• **YOUR INSTRUCTIONS**
Retype verbatim the lines of the listing, from the very first through the line with "it under the".

----------------------------------------

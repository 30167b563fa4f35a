/*  lib.rs -- Main program
    This file is part of sombra.

    This program is free software: you can redistribute it and/or modify
    it under the terms of the GNU General Public License as published by
    the Free Software Foundation, either version 3 of the License, or
    (at your option) any later version.

    This program is distributed in the hope that it will be useful,
    but WITHOUT ANY WARRANTY; without even the implied warranty of
    MERCHANTABILITY or FITNESS FOR A PARTICULAR PURPOSE.  See the
    GNU General Public License for more details.

    You should have received a copy of the GNU General Public License
    along with this program.  If not, see <https://www.gnu.org/licenses/>.
*/

mod calc_grid;
mod calc_shade;
mod calc_solar;
mod cli;
mod config;
pub mod error;
pub mod types;
mod types_display;
mod types_parse;
mod utils;

pub use calc_grid::{MIRROR_AFTER_HOUR, TARGET_TOLERANCE};
pub use calc_shade::AREA_TOLERANCE;
pub use calc_solar::{jd_from_datetime, solar_noon_minutes, solar_position};
pub use types_display::{BODY, ERR, HEADER};
pub use types_parse::{parse_date, parse_time};
pub use utils::{linspace, position_closest};

use crate::{
    cli::ClapColorChoiceExt,
    config::{Config, ConfigBuilder},
    error::{SombraError, SombraErrorKind},
    types::{
        Fraction, Grid, Mode, ShadeAngles, ShadowCast, SolarPosition, When,
    },
    utils::IsDefault,
};
use anstream::AutoStream;
use chrono::{NaiveDate, NaiveDateTime, NaiveTime};
use std::{io, process::ExitCode};
use tracing::{debug, error, info, warn, Level};
use tracing_subscriber::fmt::writer::MakeWriterExt;

pub fn main() -> ExitCode {
    (|| -> Result<(), SombraError> {
        let c = ConfigBuilder::new(|verbosity, color| {
            let choice = color.to_choice();
            let stdout = move || AutoStream::new(io::stdout(), choice).lock();
            let stderr = move || AutoStream::new(io::stderr(), choice).lock();
            let stdio = stderr.with_max_level(Level::WARN).or_else(stdout);

            tracing_subscriber::fmt()
                .with_writer(stdio)
                .with_max_level(verbosity.level_filter())
                .without_time()
                .with_level(false)
                .with_target(false)
                .init();
        })?
        .build();

        if c.site.observer.loc.is_default() {
            warn!("using the default location, set one with -l LAT:LON");
        }
        debug!("{c}");
        run(&c)
    })()
    .map_or_else(
        |e| {
            error!("{e}");
            ExitCode::from(e.exit_code() as u8)
        },
        |()| ExitCode::SUCCESS,
    )
}

fn run(c: &Config) -> Result<(), SombraError> {
    match c.mode {
        Mode::Position(when) => run_position_mode(c, when),
        Mode::Print(date) => {
            let date = date
                .unwrap_or_else(|| c.local_datetime(When::default()).date());
            run_print_mode(c, date);
            Ok(())
        }
        Mode::Area { when, q, p } => run_area_mode(c, when, q, p),
        Mode::Search { when, p } => run_search_mode(c, when, p),
        Mode::Grid => {
            let g = Grid::sweep(&c.grid, &c.site, &c.model);
            info!("{HEADER}Left area{HEADER:#}:\n{g}");
            Ok(())
        }
    }
}

fn run_position_mode(c: &Config, when: When) -> Result<(), SombraError> {
    let local = c.local_datetime(when);
    let pos = SolarPosition::new(local, &c.site.observer);
    let noon = c.site.observer.solar_noon(local.date());
    let [e, n, u] = pos.sun_vector();
    let shadow = match ShadowCast::new(&pos, c.site.pole_height) {
        Some(s) => s.to_string(),
        None => "none, the sun is below the horizon".to_string(),
    };

    info!(
        "{HEADER}Position{HEADER:#}:
    {BODY}Local time{BODY:#}: {local}
    {BODY}Sun{BODY:#}: {pos}
    {BODY}Sun vector{BODY:#}: ({e:.4} east, {n:.4} north, {u:.4} up)
    {BODY}Solar noon{BODY:#}: {noon}
    {BODY}Shadow{BODY:#}: {shadow}"
    );
    Ok(())
}

fn run_print_mode(c: &Config, date: NaiveDate) {
    info!(
        "{HEADER}{date}{HEADER:#}:      azimuth elevation  shadow\n{}",
        hourly_table(c, date).join("\n")
    );
}

/// One row per whole hour of `date`, a dash in place of the shadow length
/// while the sun is down
fn hourly_table(c: &Config, date: NaiveDate) -> Vec<String> {
    (0..24)
        .filter_map(|h| NaiveTime::from_hms_opt(h, 0, 0))
        .map(|time| {
            let pos = SolarPosition::new(date.and_time(time), &c.site.observer);
            let shadow = ShadowCast::new(&pos, c.site.pole_height)
                .map_or(format!("{:>8}", "-"), |s| {
                    format!("{:6.2} m", s.length)
                });
            format!(
                "{BODY}{time}{BODY:#}: {:6.2}° {:6.2}° {shadow}",
                *pos.azimuth, *pos.elevation
            )
        })
        .collect()
}

/// Angles at `local`, failing when the sun is down
fn shade_angles(
    c: &Config,
    local: NaiveDateTime,
) -> Result<(SolarPosition, ShadeAngles), SombraError> {
    let pos = SolarPosition::new(local, &c.site.observer);
    let angles = c
        .model
        .angles(&pos, c.site.pole_height, &c.site.view)
        .ok_or(SombraErrorKind::NoSun(local))?;
    Ok((pos, angles))
}

fn run_area_mode(
    c: &Config,
    when: When,
    q: Fraction,
    p: Fraction,
) -> Result<(), SombraError> {
    let local = c.local_datetime(when);
    let (pos, angles) = shade_angles(c, local)?;
    let s = angles.slopes();
    let (q, p) = (*q, *p);
    let area = c.model.reconcile(q, p, s);
    let ends = c.model.line_endpoints(q, p, s);
    let polygon = c.model.shade_polygon(q, p, s);

    if !area.is_consistent() {
        warn!(
            "closed form area {:.4} and left area {:.4} differ by {:.4}",
            area.area,
            area.left_area,
            area.diff()
        );
    }
    info!(
        "{HEADER}Shade{HEADER:#} at {local}, {pos}:
{angles}
    {BODY}Slopes{BODY:#}: {:.4}, {:.4}
    {BODY}Area{BODY:#}: {:.4}
    {BODY}Left area{BODY:#}: {:.4}
    {BODY}Endpoints{BODY:#}: {ends}
    {BODY}Boundary{BODY:#}: {}
    {BODY}Polygon{BODY:#}: {polygon}",
        s.ta,
        s.tb,
        area.area,
        area.left_area,
        ends.boundary()
    );
    Ok(())
}

fn run_search_mode(
    c: &Config,
    when: When,
    p: Fraction,
) -> Result<(), SombraError> {
    let local = c.local_datetime(when);
    let (pos, angles) = shade_angles(c, local)?;
    let s = angles.slopes();
    let target = *c.grid.target;
    let q = c.model.inverse_search(target, *p, s);
    let area = c.model.reconcile(q, *p, s);

    if (area.left_area - target).abs() > TARGET_TOLERANCE {
        warn!(
            "wanted an area of {target:.3}, the closest split gives {:.3}",
            area.left_area
        );
    }
    info!(
        "{HEADER}Search{HEADER:#} at {local}, {pos}:
    {BODY}Target{BODY:#}: {target:.3}
    {BODY}Split{BODY:#}: {q:.4}
    {BODY}Area{BODY:#}: {:.4}
    {BODY}Left area{BODY:#}: {:.4}",
        area.area, area.left_area
    );
    Ok(())
}

#[cfg(test)]
mod tests {
    use super::*;
    use crate::cli::CliArgs;
    use anstream::adapter::strip_str;
    use anyhow::Result;
    use clap::Parser;
    use insta::assert_snapshot;

    fn config(args: &[&str]) -> Result<Config> {
        let mut cfg = ConfigBuilder::default();
        cfg.merge_with_cli_args(CliArgs::try_parse_from(args)?);
        Ok(cfg.build())
    }

    #[test]
    fn test_area_and_search_at_night() -> Result<()> {
        let area = [
            "sombra", "area", "-d", "2026-01-01", "-t", "00:00", "-s", "0.4",
            "-b", "0.5",
        ];
        let search =
            ["sombra", "search", "-d", "2026-01-01", "-t", "00:00", "-b", "0.5"];

        for args in [&area[..], &search[..]] {
            let Err(e) = run(&config(args)?) else {
                anyhow::bail!("{} should fail at midnight", args[1]);
            };
            assert_eq!(e.exit_code(), exitcode::DATAERR);
            assert!(matches!(e.kind(), SombraErrorKind::NoSun(_)), "{e}");
        }
        Ok(())
    }

    #[test]
    fn test_area_and_search_at_noon() -> Result<()> {
        let area = [
            "sombra", "area", "-d", "2026-01-01", "-t", "12:00", "-s", "0.4",
            "-b", "0.5",
        ];
        let search =
            ["sombra", "search", "-d", "2026-01-01", "-t", "12:00", "-b", "0.5"];

        for args in [&area[..], &search[..]] {
            run(&config(args)?)?;
        }
        Ok(())
    }

    #[test]
    fn test_hourly_table() -> Result<()> {
        let date = NaiveDate::from_ymd_opt(2026, 1, 1).unwrap_or_default();
        let c = config(&["sombra", "print", "-d", "2026-01-01"])?;
        let rows = hourly_table(&c, date)
            .iter()
            .map(|r| strip_str(r).to_string())
            .collect::<Vec<_>>();

        assert_eq!(rows.len(), 24);
        for (h, row) in rows.iter().enumerate() {
            assert!(row.starts_with(&format!("{h:02}:00:00: ")), "{row}");
        }
        assert_snapshot!(&rows[0], @"00:00:00: 168.65° -62.70°        -");
        assert_snapshot!(&rows[12], @"12:00:00: 195.16°  70.03°   0.36 m");

        let daylight = rows.iter().filter(|r| r.ends_with(" m")).count();
        assert_eq!(daylight, 12);
        Ok(())
    }
}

----------------------------------------

• **TASK ANSWER**
repository 30167b563fa4f35a
/*  lib.rs -- Main program
    This file is part of sombra.

    This program is free software: you can redistribute it and/or modify
    it under the terms of the GNU General Public License as published by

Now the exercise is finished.